Your task: State how many lines of the entries hold the string "filter", and output nothing but that count.

*** Begin section ***

use anyhow::Result;
use chrono::{DateTime, Duration, Utc};
use tracing::warn;

use crate::{
    storage::{
        entities::{Project, RecordId, TimeEntry},
        record_storage::RecordStore,
        scratch::{SnapshotError, TargetKey},
    },
    utils::time::as_hours,
};

use super::{engine::TimerEngine, tracking::Tracking};

/// Billable time tracked against a [Project].
#[derive(Debug, Clone, Copy, Default)]
pub struct Billable;

impl Tracking for Billable {
    type Target = Project;
    type Record = TimeEntry;

    const SCRATCH_KEY: &'static str = "billable_timer";

    fn target_key(&self, project: &Project) -> TargetKey {
        TargetKey::Project {
            project_id: project.id,
        }
    }

    fn target_label(&self, project: &Project) -> String {
        project.name.clone()
    }

    async fn resolve_target<S: RecordStore>(
        &self,
        store: &S,
        key: &TargetKey,
    ) -> Result<Option<Project>> {
        match key {
            TargetKey::Project { project_id } => store.get::<Project>(*project_id).await,
            other => Err(SnapshotError::WrongTarget {
                expected: "billable",
                found: other.clone(),
            }
            .into()),
        }
    }

    fn create_record(
        &self,
        project: &Project,
        id: RecordId,
        started_at: DateTime<Utc>,
        notes: &str,
    ) -> TimeEntry {
        TimeEntry::with_id(id, project.id, started_at, notes.to_string())
    }

    fn set_notes(&self, entry: &mut TimeEntry, notes: &str) {
        entry.notes = notes.to_string();
    }

    /// Entries only know their interval, so paused time is expressed as a manual duration.
    fn finalize(
        &self,
        entry: &mut TimeEntry,
        ended_at: DateTime<Utc>,
        paused: Duration,
        _interruptions: u32,
    ) {
        entry.end_time = Some(ended_at);
        if paused > Duration::zero() {
            entry.manual_duration =
                Some(((ended_at - entry.start_time) - paused).max(Duration::zero()));
        }
    }

    fn is_open(&self, entry: &TimeEntry) -> bool {
        entry.is_running()
    }

    async fn on_start<S: RecordStore>(
        &self,
        store: &S,
        project: &mut Project,
        now: DateTime<Utc>,
    ) -> Result<()> {
        let Some(mut stored) = store.get::<Project>(project.id).await? else {
            warn!("Project {} is not stored, last use is not recorded", project.id);
            return Ok(());
        };
        stored.last_used_at = now;
        store.insert(stored).await?;
        store.save().await?;
        project.last_used_at = now;
        Ok(())
    }
}

impl<S: RecordStore> TimerEngine<Billable, S> {
    /// Earnings of the running entry at the project's rate.
    pub fn current_earnings(&self) -> f64 {
        self.current_target()
            .map(|project| as_hours(self.elapsed_time()) * project.hourly_rate)
            .unwrap_or(0.)
    }
}

#[cfg(test)]
mod tests {
    use std::{sync::Arc, time::Duration};

    use anyhow::Result;
    use tempfile::tempdir;

    use crate::{
        storage::{
            entities::{Project, TimeEntry},
            record_storage::{JsonRecordStore, Query, RecordStore},
            scratch::FileScratchStore,
        },
        timer::{engine::TimerEngine, tracking::Tracking},
        utils::clock::{testing::ManualClock, Clock},
    };

    use super::Billable;

    #[tokio::test]
    async fn test_earnings_and_last_used() -> Result<()> {
        let dir = tempdir()?;
        let clock = ManualClock::new();
        let created_at = clock.time();
        let records = Arc::new(JsonRecordStore::new(dir.path().join("records"))?);
        let project = Project::new("Audit".into(), 90., None, created_at);
        records.insert(project.clone()).await?;

        let mut engine = TimerEngine::new(
            Billable,
            records.clone(),
            Arc::new(FileScratchStore::new(dir.path().join("scratch.json"))),
            Arc::new(clock.clone()),
            Duration::from_secs(1),
        );
        assert_eq!(engine.current_earnings(), 0.);

        clock.advance(chrono::Duration::days(1));
        engine.start(project.clone(), "").await;
        clock.advance(chrono::Duration::minutes(40));
        assert!((engine.current_earnings() - 60.).abs() < 1e-9);

        let stored = records.get::<Project>(project.id).await?;
        assert_eq!(
            stored.map(|p| p.last_used_at),
            Some(created_at + chrono::Duration::days(1))
        );
        Ok(())
    }

    #[tokio::test]
    async fn test_start_does_not_recreate_deleted_project() -> Result<()> {
        let dir = tempdir()?;
        let clock = ManualClock::new();
        let records = Arc::new(JsonRecordStore::new(dir.path().join("records"))?);
        let project = Project::new("Audit".into(), 90., None, clock.time());
        records.insert(project.clone()).await?;
        records.save().await?;
        records.delete::<Project>(project.id).await?;
        records.save().await?;

        let mut engine = TimerEngine::new(
            Billable,
            records.clone(),
            Arc::new(FileScratchStore::new(dir.path().join("scratch.json"))),
            Arc::new(clock.clone()),
            Duration::from_secs(1),
        );
        engine.start(project.clone(), "").await;
        assert_eq!(records.get::<Project>(project.id).await?, None);

        let reopened = JsonRecordStore::new(dir.path().join("records"))?;
        assert_eq!(reopened.get::<Project>(project.id).await?, None);

        clock.advance(chrono::Duration::minutes(10));
        assert!(engine.stop().await.is_none());
        assert!(records.fetch(Query::<TimeEntry>::all()).await?.is_empty());
        Ok(())
    }

    #[tokio::test]
    async fn test_start_keeps_stored_project_fields() -> Result<()> {
        let dir = tempdir()?;
        let clock = ManualClock::new();
        let records = Arc::new(JsonRecordStore::new(dir.path().join("records"))?);
        let project = Project::new("Audit".into(), 90., None, clock.time());
        let mut renamed = project.clone();
        renamed.name = "Security audit".into();
        records.insert(renamed).await?;

        let mut engine = TimerEngine::new(
            Billable,
            records.clone(),
            Arc::new(FileScratchStore::new(dir.path().join("scratch.json"))),
            Arc::new(clock.clone()),
            Duration::from_secs(1),
        );
        clock.advance(chrono::Duration::hours(2));
        engine.start(project.clone(), "").await;

        let stored = records.get::<Project>(project.id).await?;
        assert_eq!(stored.as_ref().map(|p| p.name.as_str()), Some("Security audit"));
        assert_eq!(stored.map(|p| p.last_used_at), Some(clock.time()));
        Ok(())
    }

    #[test]
    fn test_unpaused_entry_has_no_manual_duration() {
        let clock = ManualClock::new();
        let project = Project::new("Audit".into(), 90., None, clock.time());
        let mut entry = Billable.create_record(&project, uuid::Uuid::new_v4(), clock.time(), "");

        Billable.finalize(
            &mut entry,
            clock.time() + chrono::Duration::hours(1),
            chrono::Duration::zero(),
            0,
        );
        assert_eq!(entry.manual_duration, None);
        assert_eq!(entry.duration(clock.time()), chrono::Duration::hours(1));
    }
}
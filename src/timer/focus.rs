use anyhow::Result;
use chrono::{DateTime, Duration, Utc};

use crate::{
    storage::{
        entities::{FocusSession, RecordId, SessionType, TaskCategory},
        record_storage::RecordStore,
        scratch::{SnapshotError, TargetKey},
    },
    utils::validation::{validate_rating, ValidationError},
};

use super::{engine::TimerEngine, tracking::Tracking};

/// What a focus session is about. Unlike projects it isn't stored anywhere, so it always
/// resolves.
#[derive(Debug, Clone, PartialEq)]
pub struct FocusTarget {
    pub session_type: SessionType,
    pub category: TaskCategory,
    pub planned_duration: Duration,
    pub task_title: Option<String>,
}

impl FocusTarget {
    pub fn new(session_type: SessionType, category: TaskCategory) -> Self {
        Self {
            session_type,
            category,
            planned_duration: session_type.default_duration(),
            task_title: None,
        }
    }

    pub fn with_planned_duration(mut self, planned_duration: Duration) -> Self {
        self.planned_duration = planned_duration;
        self
    }

    pub fn with_task(mut self, task_title: Option<String>) -> Self {
        self.task_title = task_title.filter(|title| !title.trim().is_empty());
        self
    }

    pub fn key(&self) -> TargetKey {
        TargetKey::Focus {
            session_type: self.session_type,
            category: self.category,
            planned_duration: self.planned_duration,
            task_title: self.task_title.clone(),
        }
    }
}

/// Focus sessions with a planned length, interruption count and an optional reflection.
#[derive(Debug, Clone, Copy, Default)]
pub struct Focus;

fn optional_notes(notes: &str) -> Option<String> {
    (!notes.is_empty()).then(|| notes.to_string())
}

impl Tracking for Focus {
    type Target = FocusTarget;
    type Record = FocusSession;

    const SCRATCH_KEY: &'static str = "focus_timer";

    fn target_key(&self, target: &FocusTarget) -> TargetKey {
        target.key()
    }

    fn target_label(&self, target: &FocusTarget) -> String {
        match &target.task_title {
            Some(task) => format!("{} ({}): {task}", target.session_type, target.category),
            None => format!("{} ({})", target.session_type, target.category),
        }
    }

    async fn resolve_target<S: RecordStore>(
        &self,
        _store: &S,
        key: &TargetKey,
    ) -> Result<Option<FocusTarget>> {
        match key {
            TargetKey::Focus {
                session_type,
                category,
                planned_duration,
                task_title,
            } => Ok(Some(FocusTarget {
                session_type: *session_type,
                category: *category,
                planned_duration: *planned_duration,
                task_title: task_title.clone(),
            })),
            other => Err(SnapshotError::WrongTarget {
                expected: "focus",
                found: other.clone(),
            }
            .into()),
        }
    }

    fn create_record(
        &self,
        target: &FocusTarget,
        id: RecordId,
        started_at: DateTime<Utc>,
        notes: &str,
    ) -> FocusSession {
        FocusSession {
            id,
            session_type: target.session_type,
            category: target.category,
            start_time: started_at,
            end_time: None,
            planned_duration: target.planned_duration,
            total_paused: Duration::zero(),
            interruption_count: 0,
            focus_quality: None,
            energy_level: None,
            task_title: target.task_title.clone(),
            notes: optional_notes(notes),
        }
    }

    fn set_notes(&self, session: &mut FocusSession, notes: &str) {
        session.notes = optional_notes(notes);
    }

    fn finalize(
        &self,
        session: &mut FocusSession,
        ended_at: DateTime<Utc>,
        paused: Duration,
        interruptions: u32,
    ) {
        session.end_time = Some(ended_at);
        session.total_paused = paused;
        session.interruption_count = interruptions;
    }

    fn is_open(&self, session: &FocusSession) -> bool {
        session.is_active()
    }

    fn planned_duration(&self, session: &FocusSession) -> Option<Duration> {
        Some(session.planned_duration)
    }
}

impl<S: RecordStore> TimerEngine<Focus, S> {
    /// Planned time left, zero once the plan is exceeded.
    pub fn remaining(&self) -> Option<Duration> {
        self.current_target().map(|target| {
            (target.planned_duration - self.elapsed_time()).max(Duration::zero())
        })
    }

    /// Share of the planned duration already spent, capped at 1.
    pub fn progress(&self) -> Option<f64> {
        let target = self.current_target()?;
        if target.planned_duration <= Duration::zero() {
            return Some(0.);
        }
        let ratio = self.elapsed_time().num_milliseconds() as f64
            / target.planned_duration.num_milliseconds() as f64;
        Some(ratio.min(1.))
    }

    pub fn interruptions(&self) -> u32 {
        self.active()
            .map(|active| active.interruptions)
            .unwrap_or(0)
    }

    /// Returns false when no session is active.
    pub async fn record_interruption(&mut self) -> bool {
        self.update_active(|_, active| active.interruptions += 1)
            .await
    }

    /// Stops the session with the user's reflection. Ratings are on a 1-5 scale, invalid ratings
    /// leave the session running.
    pub async fn stop_with_reflection(
        &mut self,
        focus_quality: Option<u8>,
        energy_level: Option<u8>,
    ) -> Result<Option<FocusSession>, ValidationError> {
        if let Some(quality) = focus_quality {
            validate_rating("focus quality", quality)?;
        }
        if let Some(energy) = energy_level {
            validate_rating("energy level", energy)?;
        }

        if let Some(active) = self.active_mut() {
            active.record.focus_quality = focus_quality;
            active.record.energy_level = energy_level;
        }
        Ok(self.stop().await)
    }
}
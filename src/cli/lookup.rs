use anyhow::{anyhow, Result};
use uuid::Uuid;

use crate::storage::record_storage::Record;

/// Enough of an id to tell records apart in listings.
pub fn short_id(id: Uuid) -> String {
    id.to_string().chars().take(8).collect()
}

/// Picks the one record whose id starts with `prefix`.
pub fn by_id_prefix<R: Record<Id = Uuid>>(records: Vec<R>, prefix: &str, kind: &str) -> Result<R> {
    let wanted = prefix.trim().to_lowercase();
    let mut matching = records
        .into_iter()
        .filter(|r| !wanted.is_empty() && r.id().to_string().starts_with(&wanted))
        .collect::<Vec<_>>();
    match matching.len() {
        1 => Ok(matching.remove(0)),
        0 => Err(anyhow!("No {kind} matches {prefix:?}")),
        _ => Err(anyhow!("{prefix:?} matches several {kind}s, use a longer id")),
    }
}
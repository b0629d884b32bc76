use std::{sync::Arc, time::Duration};

use tokio::sync::watch;
use tokio_util::sync::CancellationToken;
use tracing::{debug, info};

use crate::utils::{clock::Clock, time::format_elapsed};

use super::state::{TimeWindow, TimerPhase, TimerStatus};

/// Periodic elapsed time refresh of a running timer. The task is cancelled when the ticker is
/// dropped.
pub struct Ticker {
    token: CancellationToken,
}

impl Ticker {
    /// Starts refreshing `status` every `interval`. Only statuses of `generation` are updated,
    /// so a ticker that outlived its transition can't overwrite newer state.
    pub fn spawn(
        clock: Arc<dyn Clock>,
        interval: Duration,
        status: Arc<watch::Sender<TimerStatus>>,
        generation: u64,
        window: TimeWindow,
        planned: Option<chrono::Duration>,
    ) -> Self {
        let token = CancellationToken::new();
        let cancelled = token.clone();

        tokio::spawn(async move {
            let mut announced =
                planned.is_some_and(|planned| window.elapsed_at(clock.time()) >= planned);
            let mut refresh_point = clock.instant();
            loop {
                refresh_point += interval;
                tokio::select! {
                    _ = cancelled.cancelled() => {
                        debug!("Ticker for generation {generation} cancelled");
                        return;
                    }
                    _ = clock.sleep_until(refresh_point) => ()
                }

                let elapsed = window.elapsed_at(clock.time());
                let published = status.send_if_modified(|current| {
                    if current.generation != generation || current.phase != TimerPhase::Running {
                        return false;
                    }
                    current.elapsed = elapsed;
                    true
                });
                if !published {
                    debug!("Ticker for generation {generation} is stale, stopping");
                    return;
                }

                if let Some(planned) = planned.filter(|planned| !announced && elapsed >= *planned) {
                    announced = true;
                    info!("Planned duration of {} reached", format_elapsed(planned));
                }
            }
        });

        Self { token }
    }
}

impl Drop for Ticker {
    fn drop(&mut self) {
        self.token.cancel();
    }
}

*** End section ***

Exercise response: 3